_What is required_. Wherever the string "codec" occurs in a line of these records, report that line.

[Items from a data source]
┌────────

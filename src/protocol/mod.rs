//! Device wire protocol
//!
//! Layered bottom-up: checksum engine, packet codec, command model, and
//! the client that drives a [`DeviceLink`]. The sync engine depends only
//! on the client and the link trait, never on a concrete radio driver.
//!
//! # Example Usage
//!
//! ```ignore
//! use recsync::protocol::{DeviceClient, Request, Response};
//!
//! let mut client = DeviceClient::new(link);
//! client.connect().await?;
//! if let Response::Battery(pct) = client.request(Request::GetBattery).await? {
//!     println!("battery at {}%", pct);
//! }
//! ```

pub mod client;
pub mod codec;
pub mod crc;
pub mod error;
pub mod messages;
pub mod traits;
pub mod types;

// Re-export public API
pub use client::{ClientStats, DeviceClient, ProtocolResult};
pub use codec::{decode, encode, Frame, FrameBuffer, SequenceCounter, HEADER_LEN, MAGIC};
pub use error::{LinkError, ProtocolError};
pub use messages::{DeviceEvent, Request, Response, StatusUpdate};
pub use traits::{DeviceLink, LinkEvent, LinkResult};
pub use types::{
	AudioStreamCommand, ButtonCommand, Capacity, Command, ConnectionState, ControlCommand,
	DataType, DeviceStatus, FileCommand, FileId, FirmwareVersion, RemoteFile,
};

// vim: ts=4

└────────

_Output of the exercise_.
//! Layered bottom-up: checksum engine, packet codec, command model, and
pub mod codec;
pub use codec::{decode, encode, Frame, FrameBuffer, SequenceCounter, HEADER_LEN, MAGIC};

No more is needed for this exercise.